* [Exercise prompt]
Begin at the top of the records and copy each line exactly. The line containing "logging with tracing" is the last one to include.
================
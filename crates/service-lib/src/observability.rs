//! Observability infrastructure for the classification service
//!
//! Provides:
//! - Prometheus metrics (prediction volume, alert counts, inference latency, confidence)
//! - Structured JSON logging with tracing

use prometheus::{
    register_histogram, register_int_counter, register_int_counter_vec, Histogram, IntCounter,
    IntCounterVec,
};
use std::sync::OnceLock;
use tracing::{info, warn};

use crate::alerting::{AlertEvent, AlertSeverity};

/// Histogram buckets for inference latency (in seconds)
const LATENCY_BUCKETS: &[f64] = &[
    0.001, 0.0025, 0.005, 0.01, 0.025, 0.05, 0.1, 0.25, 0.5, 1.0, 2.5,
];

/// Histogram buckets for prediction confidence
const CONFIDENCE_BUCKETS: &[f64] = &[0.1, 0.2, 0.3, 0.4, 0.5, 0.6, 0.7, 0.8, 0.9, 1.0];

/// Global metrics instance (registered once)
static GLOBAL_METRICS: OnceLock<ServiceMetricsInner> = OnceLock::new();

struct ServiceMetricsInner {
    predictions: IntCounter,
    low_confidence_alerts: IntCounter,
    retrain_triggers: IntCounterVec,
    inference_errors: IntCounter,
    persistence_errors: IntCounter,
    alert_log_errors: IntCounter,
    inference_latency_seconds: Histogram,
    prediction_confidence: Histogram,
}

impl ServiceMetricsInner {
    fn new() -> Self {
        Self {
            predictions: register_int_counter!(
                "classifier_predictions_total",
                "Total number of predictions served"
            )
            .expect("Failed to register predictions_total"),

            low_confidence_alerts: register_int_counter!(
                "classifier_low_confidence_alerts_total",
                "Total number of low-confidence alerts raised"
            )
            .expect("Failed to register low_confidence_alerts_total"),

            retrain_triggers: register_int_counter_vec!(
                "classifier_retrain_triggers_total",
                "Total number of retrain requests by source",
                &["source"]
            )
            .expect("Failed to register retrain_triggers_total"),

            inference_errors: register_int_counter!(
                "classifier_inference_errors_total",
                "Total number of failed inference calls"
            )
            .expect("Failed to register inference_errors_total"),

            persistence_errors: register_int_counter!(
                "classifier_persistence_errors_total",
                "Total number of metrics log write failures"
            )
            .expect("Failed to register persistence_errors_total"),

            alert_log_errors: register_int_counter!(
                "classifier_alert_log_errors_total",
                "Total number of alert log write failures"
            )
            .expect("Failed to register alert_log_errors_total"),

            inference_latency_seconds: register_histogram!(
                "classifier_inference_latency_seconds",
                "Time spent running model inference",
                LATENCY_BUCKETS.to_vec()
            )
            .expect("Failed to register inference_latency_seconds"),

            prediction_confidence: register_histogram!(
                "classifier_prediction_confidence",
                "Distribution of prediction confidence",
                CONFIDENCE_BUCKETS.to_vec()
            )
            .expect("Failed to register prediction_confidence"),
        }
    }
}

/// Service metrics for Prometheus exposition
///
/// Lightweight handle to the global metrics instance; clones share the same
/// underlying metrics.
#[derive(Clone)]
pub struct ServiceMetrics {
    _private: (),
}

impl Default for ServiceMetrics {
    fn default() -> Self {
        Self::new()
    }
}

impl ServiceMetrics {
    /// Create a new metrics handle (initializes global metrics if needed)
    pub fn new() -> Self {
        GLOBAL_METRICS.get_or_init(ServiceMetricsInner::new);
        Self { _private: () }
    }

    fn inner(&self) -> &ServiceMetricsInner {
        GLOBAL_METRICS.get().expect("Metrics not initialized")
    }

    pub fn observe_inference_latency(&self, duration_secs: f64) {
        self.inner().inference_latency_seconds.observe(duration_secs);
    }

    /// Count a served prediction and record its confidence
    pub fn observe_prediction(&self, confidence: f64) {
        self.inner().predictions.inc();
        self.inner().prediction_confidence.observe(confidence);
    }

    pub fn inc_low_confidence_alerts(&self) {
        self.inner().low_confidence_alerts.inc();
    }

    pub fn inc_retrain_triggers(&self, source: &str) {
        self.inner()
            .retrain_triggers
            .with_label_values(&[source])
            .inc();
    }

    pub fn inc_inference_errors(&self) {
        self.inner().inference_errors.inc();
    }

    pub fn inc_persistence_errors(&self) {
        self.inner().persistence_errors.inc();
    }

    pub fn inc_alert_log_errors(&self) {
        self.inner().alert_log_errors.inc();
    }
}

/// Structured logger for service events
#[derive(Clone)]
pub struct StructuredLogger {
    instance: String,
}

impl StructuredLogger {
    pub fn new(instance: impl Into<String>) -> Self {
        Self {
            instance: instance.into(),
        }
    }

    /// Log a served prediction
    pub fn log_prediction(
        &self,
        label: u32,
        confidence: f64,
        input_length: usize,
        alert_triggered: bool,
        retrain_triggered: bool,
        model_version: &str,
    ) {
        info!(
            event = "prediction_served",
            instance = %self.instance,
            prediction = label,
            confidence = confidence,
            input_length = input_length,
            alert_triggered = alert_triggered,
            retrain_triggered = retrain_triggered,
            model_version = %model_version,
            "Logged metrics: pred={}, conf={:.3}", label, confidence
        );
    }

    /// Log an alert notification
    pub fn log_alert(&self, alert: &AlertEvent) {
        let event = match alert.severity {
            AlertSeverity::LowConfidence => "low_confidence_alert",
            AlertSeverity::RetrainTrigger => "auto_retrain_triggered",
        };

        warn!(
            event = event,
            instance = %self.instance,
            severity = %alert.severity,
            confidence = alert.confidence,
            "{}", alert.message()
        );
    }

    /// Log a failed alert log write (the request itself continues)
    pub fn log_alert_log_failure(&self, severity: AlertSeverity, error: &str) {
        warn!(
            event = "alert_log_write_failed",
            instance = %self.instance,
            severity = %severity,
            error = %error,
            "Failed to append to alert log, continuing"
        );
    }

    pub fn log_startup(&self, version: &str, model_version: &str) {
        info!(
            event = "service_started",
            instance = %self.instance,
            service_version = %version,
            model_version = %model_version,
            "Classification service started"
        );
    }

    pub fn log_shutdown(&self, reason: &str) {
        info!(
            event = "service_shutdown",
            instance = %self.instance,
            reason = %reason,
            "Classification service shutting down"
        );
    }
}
================
* [Solution to the exercise]
filename crates/service-lib/src/observability.rs
//! Observability infrastructure for the classification service
//!
//! Provides:
//! - Prometheus metrics (prediction volume, alert counts, inference latency, confidence)
//! - Structured JSON logging with tracing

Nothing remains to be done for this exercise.